> _Stored data_
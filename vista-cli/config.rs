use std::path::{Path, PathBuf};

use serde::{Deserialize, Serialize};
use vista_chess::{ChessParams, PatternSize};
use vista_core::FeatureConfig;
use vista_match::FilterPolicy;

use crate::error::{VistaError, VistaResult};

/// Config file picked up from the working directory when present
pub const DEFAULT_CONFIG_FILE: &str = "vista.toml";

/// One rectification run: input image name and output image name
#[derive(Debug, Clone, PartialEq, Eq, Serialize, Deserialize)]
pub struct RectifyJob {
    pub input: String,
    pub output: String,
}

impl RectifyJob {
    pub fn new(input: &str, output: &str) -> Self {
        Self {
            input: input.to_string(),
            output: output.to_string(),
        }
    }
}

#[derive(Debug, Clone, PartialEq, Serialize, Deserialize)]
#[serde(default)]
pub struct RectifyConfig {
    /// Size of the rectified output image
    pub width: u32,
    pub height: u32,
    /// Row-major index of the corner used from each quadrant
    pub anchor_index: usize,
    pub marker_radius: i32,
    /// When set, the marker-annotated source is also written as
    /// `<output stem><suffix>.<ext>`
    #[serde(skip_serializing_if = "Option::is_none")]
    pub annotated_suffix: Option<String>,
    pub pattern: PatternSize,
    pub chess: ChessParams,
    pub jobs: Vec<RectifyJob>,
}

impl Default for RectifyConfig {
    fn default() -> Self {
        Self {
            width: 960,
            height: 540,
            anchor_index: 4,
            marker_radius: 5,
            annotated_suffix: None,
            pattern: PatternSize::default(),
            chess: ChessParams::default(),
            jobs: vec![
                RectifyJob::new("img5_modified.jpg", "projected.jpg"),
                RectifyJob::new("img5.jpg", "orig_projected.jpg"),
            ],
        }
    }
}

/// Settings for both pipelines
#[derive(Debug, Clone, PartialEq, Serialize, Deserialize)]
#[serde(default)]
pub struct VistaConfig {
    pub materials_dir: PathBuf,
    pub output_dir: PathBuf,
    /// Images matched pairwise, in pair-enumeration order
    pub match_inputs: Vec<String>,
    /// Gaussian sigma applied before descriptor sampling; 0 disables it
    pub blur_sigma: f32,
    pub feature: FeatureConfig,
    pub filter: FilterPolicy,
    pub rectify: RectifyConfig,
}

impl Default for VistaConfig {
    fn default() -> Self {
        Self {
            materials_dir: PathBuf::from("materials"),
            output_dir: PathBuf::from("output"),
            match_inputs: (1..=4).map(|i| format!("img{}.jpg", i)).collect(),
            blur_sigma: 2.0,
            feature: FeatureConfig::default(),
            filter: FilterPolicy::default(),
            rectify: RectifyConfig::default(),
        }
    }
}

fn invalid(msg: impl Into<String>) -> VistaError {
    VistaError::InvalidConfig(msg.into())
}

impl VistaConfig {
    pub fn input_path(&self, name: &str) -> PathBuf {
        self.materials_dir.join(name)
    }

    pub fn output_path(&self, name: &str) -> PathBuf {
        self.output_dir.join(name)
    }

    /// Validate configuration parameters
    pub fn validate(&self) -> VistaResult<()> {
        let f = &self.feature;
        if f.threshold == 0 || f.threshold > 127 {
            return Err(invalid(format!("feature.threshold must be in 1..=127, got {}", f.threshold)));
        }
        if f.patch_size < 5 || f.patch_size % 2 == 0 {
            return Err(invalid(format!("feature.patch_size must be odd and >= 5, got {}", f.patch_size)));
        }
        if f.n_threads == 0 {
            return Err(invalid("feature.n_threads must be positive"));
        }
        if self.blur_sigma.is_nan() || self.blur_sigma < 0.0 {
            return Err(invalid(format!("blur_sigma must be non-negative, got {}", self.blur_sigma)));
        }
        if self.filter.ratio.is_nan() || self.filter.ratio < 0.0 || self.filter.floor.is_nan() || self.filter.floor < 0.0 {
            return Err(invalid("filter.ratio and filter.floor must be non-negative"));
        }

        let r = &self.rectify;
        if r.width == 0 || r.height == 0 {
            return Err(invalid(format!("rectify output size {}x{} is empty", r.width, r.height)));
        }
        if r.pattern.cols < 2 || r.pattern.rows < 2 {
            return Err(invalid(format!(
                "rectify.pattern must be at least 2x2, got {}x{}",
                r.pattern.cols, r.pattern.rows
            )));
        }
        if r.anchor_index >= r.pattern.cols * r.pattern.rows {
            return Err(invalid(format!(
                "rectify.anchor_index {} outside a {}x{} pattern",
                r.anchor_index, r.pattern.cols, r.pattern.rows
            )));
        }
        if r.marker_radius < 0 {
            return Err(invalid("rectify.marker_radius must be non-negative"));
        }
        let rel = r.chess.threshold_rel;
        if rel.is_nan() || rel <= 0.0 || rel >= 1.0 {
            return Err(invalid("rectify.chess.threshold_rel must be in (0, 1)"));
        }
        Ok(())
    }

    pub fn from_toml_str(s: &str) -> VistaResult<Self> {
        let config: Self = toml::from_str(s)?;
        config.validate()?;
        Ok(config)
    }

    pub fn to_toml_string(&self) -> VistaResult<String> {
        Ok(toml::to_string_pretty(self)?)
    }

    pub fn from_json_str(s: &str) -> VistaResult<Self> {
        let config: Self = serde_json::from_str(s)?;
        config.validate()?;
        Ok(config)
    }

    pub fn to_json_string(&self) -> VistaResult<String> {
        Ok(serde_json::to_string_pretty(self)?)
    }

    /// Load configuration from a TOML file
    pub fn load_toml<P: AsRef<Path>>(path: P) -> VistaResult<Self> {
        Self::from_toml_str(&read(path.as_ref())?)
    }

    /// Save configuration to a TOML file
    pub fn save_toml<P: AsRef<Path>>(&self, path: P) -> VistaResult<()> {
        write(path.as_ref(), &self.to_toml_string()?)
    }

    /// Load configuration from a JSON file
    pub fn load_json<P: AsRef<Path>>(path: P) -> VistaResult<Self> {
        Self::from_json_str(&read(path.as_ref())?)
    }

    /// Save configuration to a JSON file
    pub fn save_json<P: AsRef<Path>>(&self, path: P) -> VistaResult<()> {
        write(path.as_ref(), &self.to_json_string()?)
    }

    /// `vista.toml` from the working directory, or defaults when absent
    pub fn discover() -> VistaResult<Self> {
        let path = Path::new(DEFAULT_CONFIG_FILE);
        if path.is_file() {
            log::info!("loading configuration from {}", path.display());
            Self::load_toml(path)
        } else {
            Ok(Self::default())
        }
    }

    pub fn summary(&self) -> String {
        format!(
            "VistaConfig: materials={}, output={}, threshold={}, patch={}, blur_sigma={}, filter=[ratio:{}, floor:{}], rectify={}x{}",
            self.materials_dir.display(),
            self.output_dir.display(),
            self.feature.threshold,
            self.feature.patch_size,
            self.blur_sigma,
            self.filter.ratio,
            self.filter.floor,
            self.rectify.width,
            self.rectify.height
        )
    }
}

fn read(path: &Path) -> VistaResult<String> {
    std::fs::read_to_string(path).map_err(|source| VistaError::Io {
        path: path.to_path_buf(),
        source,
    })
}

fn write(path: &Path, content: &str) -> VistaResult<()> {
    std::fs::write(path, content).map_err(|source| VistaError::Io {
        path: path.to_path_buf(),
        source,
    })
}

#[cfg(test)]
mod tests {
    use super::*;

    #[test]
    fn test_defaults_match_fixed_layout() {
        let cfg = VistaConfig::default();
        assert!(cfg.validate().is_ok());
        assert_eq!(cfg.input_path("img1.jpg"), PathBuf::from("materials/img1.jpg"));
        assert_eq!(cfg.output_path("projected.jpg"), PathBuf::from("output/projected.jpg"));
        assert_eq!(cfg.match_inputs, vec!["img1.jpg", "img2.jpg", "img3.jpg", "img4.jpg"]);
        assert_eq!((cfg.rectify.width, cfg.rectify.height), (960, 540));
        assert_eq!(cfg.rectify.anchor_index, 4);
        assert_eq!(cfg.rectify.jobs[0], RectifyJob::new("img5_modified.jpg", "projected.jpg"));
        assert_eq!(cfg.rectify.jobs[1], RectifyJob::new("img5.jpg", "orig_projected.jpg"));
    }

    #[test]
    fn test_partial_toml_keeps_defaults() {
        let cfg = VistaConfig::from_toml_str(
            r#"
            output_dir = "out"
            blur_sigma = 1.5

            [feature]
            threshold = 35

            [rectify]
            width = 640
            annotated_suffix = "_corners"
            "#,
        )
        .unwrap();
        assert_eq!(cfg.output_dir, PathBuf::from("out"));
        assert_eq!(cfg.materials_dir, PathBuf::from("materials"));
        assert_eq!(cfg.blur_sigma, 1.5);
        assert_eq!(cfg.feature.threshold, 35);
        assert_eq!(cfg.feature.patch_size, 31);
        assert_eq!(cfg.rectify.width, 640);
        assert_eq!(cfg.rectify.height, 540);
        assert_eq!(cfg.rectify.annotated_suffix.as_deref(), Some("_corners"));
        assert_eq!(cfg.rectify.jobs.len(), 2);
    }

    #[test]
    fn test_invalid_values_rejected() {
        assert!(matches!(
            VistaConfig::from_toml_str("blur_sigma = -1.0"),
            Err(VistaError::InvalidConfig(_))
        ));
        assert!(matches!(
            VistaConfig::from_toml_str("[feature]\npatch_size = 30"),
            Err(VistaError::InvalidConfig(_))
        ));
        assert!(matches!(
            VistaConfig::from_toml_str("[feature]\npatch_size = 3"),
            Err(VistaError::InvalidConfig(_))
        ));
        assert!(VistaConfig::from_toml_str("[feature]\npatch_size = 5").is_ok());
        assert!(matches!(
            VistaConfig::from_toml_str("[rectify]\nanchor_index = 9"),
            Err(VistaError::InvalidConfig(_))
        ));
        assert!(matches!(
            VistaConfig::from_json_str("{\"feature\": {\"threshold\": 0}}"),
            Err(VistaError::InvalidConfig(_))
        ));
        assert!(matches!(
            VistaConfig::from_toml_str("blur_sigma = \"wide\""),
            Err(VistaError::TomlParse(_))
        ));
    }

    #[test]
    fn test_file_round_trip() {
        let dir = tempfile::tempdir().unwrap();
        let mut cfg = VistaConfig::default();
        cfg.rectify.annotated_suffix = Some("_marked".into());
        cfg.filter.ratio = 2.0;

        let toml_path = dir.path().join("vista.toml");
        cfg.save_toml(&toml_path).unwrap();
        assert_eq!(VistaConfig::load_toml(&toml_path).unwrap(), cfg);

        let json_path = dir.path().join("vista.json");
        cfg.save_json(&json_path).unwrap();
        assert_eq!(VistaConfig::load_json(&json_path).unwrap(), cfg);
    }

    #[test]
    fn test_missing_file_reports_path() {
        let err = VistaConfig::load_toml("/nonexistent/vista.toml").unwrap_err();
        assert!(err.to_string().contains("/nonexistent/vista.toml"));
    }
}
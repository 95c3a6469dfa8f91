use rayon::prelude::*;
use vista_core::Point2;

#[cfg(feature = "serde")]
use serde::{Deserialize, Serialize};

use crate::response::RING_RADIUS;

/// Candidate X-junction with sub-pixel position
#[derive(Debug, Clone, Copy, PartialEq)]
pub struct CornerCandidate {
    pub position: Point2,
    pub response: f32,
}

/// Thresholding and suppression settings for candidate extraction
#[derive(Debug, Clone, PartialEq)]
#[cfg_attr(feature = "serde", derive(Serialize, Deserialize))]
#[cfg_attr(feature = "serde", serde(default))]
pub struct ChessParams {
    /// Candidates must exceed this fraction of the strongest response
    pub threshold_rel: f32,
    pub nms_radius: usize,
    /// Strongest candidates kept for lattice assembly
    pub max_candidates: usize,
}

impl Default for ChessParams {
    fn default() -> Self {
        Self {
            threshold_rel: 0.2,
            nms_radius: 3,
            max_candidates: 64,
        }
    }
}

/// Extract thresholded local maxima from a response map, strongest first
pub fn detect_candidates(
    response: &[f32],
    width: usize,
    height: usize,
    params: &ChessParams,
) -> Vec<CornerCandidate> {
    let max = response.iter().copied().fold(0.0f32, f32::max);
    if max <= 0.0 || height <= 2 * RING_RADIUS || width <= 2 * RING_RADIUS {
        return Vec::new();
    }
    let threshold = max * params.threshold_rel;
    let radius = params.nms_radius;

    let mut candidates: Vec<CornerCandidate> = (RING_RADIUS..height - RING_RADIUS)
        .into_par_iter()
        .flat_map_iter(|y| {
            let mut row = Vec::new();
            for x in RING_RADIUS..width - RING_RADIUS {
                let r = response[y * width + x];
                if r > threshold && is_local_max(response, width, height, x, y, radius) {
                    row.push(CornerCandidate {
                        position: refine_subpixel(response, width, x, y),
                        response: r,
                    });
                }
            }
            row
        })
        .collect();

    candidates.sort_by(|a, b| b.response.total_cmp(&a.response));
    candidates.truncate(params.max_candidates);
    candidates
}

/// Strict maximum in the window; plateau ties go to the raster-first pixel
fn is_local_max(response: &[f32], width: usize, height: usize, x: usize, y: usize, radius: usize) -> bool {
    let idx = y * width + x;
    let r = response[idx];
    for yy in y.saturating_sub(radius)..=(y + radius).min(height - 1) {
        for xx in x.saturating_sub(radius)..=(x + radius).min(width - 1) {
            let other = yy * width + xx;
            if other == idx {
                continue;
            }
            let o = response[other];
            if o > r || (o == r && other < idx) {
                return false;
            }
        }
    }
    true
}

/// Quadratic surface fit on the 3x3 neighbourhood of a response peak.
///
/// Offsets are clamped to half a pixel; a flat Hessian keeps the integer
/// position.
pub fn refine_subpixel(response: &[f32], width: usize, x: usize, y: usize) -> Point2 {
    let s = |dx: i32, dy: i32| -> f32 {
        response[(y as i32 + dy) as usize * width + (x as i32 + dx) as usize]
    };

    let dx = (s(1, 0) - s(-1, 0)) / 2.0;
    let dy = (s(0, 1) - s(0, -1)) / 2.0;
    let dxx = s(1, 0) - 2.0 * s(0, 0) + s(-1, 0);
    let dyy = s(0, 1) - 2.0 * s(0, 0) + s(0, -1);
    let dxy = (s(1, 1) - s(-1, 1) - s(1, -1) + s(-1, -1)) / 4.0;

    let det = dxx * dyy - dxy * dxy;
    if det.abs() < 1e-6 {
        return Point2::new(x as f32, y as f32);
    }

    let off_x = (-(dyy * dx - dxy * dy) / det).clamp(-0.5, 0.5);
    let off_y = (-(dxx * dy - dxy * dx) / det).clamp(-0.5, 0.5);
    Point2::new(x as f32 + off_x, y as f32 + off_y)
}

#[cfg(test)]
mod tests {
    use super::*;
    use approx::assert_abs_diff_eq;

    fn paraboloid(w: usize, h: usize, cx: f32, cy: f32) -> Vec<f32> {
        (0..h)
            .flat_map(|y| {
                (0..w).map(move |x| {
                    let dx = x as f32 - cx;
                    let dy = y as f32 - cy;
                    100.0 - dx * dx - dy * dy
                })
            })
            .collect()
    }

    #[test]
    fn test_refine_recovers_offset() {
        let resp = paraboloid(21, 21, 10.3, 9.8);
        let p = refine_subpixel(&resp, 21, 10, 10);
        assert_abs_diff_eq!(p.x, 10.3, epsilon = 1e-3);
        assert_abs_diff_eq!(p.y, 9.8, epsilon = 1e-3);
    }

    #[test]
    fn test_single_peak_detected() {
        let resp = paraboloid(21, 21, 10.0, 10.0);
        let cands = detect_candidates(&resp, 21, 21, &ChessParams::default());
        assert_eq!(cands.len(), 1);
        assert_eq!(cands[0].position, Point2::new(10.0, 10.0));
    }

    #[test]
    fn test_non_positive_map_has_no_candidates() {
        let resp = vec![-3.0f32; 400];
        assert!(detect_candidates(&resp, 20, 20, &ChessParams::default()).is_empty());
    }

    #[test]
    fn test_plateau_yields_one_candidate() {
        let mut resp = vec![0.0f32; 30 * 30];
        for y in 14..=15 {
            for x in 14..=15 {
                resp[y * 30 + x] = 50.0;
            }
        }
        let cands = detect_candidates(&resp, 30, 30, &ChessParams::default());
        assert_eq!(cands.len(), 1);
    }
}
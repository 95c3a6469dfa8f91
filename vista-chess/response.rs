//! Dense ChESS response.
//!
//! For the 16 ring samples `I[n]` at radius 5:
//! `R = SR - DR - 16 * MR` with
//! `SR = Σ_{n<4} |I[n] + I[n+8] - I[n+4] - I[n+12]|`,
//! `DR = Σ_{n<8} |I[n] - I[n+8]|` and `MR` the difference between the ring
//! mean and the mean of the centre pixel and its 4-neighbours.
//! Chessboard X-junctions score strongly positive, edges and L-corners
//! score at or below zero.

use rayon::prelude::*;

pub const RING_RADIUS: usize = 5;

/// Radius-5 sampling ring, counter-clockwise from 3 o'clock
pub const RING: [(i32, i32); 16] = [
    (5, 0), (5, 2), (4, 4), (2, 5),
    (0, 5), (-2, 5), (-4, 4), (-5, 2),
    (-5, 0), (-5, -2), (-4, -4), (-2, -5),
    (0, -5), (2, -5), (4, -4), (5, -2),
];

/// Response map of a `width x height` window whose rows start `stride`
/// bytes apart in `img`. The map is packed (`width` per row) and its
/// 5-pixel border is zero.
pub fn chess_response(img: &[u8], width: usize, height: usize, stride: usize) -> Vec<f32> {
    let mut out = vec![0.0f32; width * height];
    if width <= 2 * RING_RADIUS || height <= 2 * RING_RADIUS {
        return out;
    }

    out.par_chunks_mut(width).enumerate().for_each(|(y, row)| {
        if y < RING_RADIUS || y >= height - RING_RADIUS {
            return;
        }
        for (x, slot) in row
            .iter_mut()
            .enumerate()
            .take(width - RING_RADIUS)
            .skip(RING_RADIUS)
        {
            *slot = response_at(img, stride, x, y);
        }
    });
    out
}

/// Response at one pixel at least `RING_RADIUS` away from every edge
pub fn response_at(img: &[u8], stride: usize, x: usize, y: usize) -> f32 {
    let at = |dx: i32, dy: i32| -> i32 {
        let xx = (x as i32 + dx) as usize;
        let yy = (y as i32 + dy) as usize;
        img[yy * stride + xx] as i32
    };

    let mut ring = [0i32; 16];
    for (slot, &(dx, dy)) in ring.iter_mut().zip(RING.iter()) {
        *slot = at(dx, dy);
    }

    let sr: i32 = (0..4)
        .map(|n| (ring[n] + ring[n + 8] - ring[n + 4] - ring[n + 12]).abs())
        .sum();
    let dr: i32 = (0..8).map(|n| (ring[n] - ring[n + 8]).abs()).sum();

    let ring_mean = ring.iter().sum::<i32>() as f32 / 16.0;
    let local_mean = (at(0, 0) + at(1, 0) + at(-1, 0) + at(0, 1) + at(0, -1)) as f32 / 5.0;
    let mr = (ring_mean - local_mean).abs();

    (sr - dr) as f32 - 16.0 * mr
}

> _Task item_
In the entries above, find each line containing the string "configuration" and copy it.

> _Answer space_
    /// Validate configuration parameters
    /// Load configuration from a TOML file
    /// Save configuration to a TOML file
    /// Load configuration from a JSON file
    /// Save configuration to a JSON file
            log::info!("loading configuration from {}", path.display());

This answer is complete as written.